→ **TASK REQUIREMENTS**
Using the records below, output the stretch that opens with the line containing "filename src/error.rs" and closes with the line containing "impl From<anyhow::Error> for", exactly and including both lines, with nothing more.
--- EXTRACTED ENTRIES Enclosed Below ---
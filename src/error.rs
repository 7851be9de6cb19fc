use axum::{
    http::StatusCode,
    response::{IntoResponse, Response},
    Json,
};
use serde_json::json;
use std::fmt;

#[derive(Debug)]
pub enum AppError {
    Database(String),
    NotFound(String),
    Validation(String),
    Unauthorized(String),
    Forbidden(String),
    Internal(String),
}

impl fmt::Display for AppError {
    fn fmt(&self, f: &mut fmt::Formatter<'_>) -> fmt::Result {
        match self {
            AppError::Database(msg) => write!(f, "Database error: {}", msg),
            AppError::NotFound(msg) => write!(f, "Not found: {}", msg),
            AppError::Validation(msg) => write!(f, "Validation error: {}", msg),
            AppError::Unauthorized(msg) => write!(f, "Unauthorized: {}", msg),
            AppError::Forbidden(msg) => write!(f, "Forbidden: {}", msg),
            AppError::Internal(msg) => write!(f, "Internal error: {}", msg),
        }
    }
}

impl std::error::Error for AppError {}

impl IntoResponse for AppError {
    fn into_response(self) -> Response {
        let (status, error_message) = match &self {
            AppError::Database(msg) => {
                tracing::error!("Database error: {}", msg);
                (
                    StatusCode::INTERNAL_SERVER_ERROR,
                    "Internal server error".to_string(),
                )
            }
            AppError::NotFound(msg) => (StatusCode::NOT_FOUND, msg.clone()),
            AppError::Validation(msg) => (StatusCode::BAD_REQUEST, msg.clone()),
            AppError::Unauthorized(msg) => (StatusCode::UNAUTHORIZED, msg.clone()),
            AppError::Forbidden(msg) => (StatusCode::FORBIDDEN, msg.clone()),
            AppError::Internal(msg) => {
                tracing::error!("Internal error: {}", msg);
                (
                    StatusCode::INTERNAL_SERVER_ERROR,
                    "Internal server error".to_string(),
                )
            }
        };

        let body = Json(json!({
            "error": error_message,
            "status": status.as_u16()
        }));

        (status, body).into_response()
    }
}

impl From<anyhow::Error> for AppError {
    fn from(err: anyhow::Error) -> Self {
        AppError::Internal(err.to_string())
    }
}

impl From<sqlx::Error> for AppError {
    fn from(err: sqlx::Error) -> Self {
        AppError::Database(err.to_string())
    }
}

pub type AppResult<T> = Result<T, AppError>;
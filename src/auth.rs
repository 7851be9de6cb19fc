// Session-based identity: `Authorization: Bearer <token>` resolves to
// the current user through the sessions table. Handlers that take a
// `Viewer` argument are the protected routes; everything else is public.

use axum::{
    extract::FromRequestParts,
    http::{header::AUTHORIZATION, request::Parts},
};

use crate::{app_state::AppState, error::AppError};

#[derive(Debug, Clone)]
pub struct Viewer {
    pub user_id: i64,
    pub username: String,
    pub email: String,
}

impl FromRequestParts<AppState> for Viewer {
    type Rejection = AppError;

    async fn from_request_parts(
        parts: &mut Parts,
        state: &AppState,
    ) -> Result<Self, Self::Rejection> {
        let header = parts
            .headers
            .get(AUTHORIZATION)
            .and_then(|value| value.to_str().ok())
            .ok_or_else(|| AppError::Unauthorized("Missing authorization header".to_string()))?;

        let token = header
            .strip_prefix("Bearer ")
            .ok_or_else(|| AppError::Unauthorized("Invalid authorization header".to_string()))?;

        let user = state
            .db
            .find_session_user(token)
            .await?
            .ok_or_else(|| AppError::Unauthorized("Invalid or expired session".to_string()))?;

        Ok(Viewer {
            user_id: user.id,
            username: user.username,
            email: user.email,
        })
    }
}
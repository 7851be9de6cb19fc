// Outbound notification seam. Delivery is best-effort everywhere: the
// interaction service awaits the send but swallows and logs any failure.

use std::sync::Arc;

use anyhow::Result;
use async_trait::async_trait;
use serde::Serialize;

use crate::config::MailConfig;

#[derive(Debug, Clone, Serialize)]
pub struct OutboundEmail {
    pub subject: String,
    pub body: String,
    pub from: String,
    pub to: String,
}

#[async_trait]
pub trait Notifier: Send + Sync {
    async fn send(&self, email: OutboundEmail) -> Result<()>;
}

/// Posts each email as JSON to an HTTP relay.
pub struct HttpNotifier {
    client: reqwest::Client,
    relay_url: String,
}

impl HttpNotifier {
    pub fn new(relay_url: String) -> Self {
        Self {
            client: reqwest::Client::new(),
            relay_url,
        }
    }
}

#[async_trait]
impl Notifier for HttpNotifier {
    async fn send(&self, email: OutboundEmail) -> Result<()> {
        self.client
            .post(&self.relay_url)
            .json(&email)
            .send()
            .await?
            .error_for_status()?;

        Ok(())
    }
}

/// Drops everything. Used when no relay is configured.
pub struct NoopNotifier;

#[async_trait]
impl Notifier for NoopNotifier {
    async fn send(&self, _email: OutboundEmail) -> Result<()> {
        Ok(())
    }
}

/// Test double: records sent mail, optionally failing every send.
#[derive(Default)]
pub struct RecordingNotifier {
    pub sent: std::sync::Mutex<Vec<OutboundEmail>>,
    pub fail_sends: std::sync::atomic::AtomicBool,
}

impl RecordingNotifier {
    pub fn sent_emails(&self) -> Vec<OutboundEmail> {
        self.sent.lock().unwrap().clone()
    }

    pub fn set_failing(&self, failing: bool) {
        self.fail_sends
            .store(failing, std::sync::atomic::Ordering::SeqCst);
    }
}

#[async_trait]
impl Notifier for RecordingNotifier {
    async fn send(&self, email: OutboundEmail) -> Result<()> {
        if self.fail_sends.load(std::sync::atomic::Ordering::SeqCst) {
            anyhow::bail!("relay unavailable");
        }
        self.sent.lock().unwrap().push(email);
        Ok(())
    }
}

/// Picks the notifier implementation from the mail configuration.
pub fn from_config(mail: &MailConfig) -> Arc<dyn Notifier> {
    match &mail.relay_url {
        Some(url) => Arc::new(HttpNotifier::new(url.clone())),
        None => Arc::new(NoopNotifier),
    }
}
--- End of Enclosed EXTRACTED ENTRIES ---
--- EXTRACTED ENTRIES Enclosed Below ---
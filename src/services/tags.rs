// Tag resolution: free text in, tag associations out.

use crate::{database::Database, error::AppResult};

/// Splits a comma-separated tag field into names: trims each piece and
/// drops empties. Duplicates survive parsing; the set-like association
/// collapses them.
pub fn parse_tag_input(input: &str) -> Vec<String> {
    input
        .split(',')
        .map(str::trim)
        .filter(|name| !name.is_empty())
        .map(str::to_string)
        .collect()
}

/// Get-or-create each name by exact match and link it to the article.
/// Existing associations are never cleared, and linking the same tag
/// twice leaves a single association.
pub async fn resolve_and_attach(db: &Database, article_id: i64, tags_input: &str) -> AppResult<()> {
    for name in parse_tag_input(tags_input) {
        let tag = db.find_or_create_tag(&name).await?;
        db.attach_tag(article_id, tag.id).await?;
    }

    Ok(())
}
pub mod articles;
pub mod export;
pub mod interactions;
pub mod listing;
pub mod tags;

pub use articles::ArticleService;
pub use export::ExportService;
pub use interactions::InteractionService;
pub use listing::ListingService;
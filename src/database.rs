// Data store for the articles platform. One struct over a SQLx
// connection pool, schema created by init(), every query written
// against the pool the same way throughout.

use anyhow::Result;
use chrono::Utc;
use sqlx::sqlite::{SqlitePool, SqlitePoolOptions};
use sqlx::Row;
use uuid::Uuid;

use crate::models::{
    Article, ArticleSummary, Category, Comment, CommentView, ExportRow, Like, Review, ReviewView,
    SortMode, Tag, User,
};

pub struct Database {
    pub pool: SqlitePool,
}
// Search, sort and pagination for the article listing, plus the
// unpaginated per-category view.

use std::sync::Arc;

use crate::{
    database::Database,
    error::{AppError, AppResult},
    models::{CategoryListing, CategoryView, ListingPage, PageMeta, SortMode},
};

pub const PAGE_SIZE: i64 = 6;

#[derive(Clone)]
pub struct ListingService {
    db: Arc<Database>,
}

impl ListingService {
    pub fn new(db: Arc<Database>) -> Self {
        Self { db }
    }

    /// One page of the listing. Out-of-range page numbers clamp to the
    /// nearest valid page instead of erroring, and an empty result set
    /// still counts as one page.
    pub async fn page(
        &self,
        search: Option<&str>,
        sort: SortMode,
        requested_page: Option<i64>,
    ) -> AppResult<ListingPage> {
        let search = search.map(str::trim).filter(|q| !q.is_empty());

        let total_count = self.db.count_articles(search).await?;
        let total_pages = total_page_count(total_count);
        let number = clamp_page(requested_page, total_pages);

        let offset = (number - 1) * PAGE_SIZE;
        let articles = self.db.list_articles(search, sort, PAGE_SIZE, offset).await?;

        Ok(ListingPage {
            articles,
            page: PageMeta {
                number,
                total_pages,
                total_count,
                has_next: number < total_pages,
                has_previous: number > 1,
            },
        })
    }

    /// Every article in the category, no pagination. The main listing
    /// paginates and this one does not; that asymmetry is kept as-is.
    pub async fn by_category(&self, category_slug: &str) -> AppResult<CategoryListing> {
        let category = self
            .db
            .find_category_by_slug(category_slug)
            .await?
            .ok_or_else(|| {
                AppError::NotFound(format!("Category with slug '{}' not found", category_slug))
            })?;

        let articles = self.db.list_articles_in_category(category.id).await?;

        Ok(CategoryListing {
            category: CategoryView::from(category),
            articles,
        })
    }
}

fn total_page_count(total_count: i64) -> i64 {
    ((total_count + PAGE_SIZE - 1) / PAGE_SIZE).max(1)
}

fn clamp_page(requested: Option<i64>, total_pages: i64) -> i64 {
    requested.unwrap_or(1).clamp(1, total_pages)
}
--- End of Enclosed EXTRACTED ENTRIES ---
→ **WRITTEN ANSWER**
filename src/error.rs
repository 7851be9de6cb19fc
use axum::{
    http::StatusCode,
    response::{IntoResponse, Response},
    Json,
};
use serde_json::json;
use std::fmt;

#[derive(Debug)]
pub enum AppError {
    Database(String),
    NotFound(String),
    Validation(String),
    Unauthorized(String),
    Forbidden(String),
    Internal(String),
}

impl fmt::Display for AppError {
    fn fmt(&self, f: &mut fmt::Formatter<'_>) -> fmt::Result {
        match self {
            AppError::Database(msg) => write!(f, "Database error: {}", msg),
            AppError::NotFound(msg) => write!(f, "Not found: {}", msg),
            AppError::Validation(msg) => write!(f, "Validation error: {}", msg),
            AppError::Unauthorized(msg) => write!(f, "Unauthorized: {}", msg),
            AppError::Forbidden(msg) => write!(f, "Forbidden: {}", msg),
            AppError::Internal(msg) => write!(f, "Internal error: {}", msg),
        }
    }
}

impl std::error::Error for AppError {}

impl IntoResponse for AppError {
    fn into_response(self) -> Response {
        let (status, error_message) = match &self {
            AppError::Database(msg) => {
                tracing::error!("Database error: {}", msg);
                (
                    StatusCode::INTERNAL_SERVER_ERROR,
                    "Internal server error".to_string(),
                )
            }
            AppError::NotFound(msg) => (StatusCode::NOT_FOUND, msg.clone()),
            AppError::Validation(msg) => (StatusCode::BAD_REQUEST, msg.clone()),
            AppError::Unauthorized(msg) => (StatusCode::UNAUTHORIZED, msg.clone()),
            AppError::Forbidden(msg) => (StatusCode::FORBIDDEN, msg.clone()),
            AppError::Internal(msg) => {
                tracing::error!("Internal error: {}", msg);
                (
                    StatusCode::INTERNAL_SERVER_ERROR,
                    "Internal server error".to_string(),
                )
            }
        };

        let body = Json(json!({
            "error": error_message,
            "status": status.as_u16()
        }));

        (status, body).into_response()
    }
}

impl From<anyhow::Error> for AppError {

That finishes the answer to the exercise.